• _TRY IT_
Everything from the line with "the canvas content" to the end of the material is to be retyped exactly, both ends included, and nothing else.

• _RECORD SET_
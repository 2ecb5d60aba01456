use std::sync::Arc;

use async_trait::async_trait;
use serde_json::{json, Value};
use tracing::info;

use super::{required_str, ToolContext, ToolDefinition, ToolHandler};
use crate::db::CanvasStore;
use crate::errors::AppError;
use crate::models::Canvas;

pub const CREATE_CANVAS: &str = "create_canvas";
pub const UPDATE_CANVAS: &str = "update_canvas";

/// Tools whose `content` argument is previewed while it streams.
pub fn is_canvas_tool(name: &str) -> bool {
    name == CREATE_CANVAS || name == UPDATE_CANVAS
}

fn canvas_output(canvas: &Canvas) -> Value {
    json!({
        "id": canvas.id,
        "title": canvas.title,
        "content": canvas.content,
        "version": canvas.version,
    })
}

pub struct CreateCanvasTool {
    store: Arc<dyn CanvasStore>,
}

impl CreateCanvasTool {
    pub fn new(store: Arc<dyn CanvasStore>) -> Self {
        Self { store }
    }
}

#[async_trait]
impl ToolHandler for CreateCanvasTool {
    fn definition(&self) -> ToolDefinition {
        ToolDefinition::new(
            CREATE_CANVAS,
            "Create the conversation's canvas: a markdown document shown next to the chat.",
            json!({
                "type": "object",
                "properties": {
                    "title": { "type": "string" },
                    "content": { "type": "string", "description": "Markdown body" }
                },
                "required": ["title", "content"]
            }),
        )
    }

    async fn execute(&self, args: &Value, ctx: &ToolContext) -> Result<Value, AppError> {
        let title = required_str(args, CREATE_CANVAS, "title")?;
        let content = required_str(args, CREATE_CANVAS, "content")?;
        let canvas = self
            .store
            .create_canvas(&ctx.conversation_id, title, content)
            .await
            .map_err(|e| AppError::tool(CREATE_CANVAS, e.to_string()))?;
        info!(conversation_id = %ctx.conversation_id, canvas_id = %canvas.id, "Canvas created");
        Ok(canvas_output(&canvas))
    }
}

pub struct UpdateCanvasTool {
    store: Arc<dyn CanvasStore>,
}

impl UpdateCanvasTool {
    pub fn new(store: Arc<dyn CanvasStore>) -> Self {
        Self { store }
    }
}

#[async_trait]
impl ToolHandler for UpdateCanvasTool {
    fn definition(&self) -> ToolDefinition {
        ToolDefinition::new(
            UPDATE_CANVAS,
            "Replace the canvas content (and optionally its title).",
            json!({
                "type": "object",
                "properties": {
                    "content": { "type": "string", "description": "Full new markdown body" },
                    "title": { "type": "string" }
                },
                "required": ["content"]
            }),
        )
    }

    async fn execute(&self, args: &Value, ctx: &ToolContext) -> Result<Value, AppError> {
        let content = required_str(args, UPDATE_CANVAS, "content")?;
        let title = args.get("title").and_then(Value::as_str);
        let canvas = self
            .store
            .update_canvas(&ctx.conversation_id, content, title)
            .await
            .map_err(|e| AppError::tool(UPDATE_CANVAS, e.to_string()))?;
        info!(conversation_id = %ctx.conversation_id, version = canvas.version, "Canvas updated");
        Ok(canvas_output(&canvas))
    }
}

• _EXPECTED ANSWER_
            "Replace the canvas content (and optionally its title).",
            json!({
                "type": "object",
                "properties": {
                    "content": { "type": "string", "description": "Full new markdown body" },
                    "title": { "type": "string" }
                },
                "required": ["content"]
            }),
        )
    }

    async fn execute(&self, args: &Value, ctx: &ToolContext) -> Result<Value, AppError> {
        let content = required_str(args, UPDATE_CANVAS, "content")?;
        let title = args.get("title").and_then(Value::as_str);
        let canvas = self
            .store
            .update_canvas(&ctx.conversation_id, content, title)
            .await
            .map_err(|e| AppError::tool(UPDATE_CANVAS, e.to_string()))?;
        info!(conversation_id = %ctx.conversation_id, version = canvas.version, "Canvas updated");
        Ok(canvas_output(&canvas))
    }
}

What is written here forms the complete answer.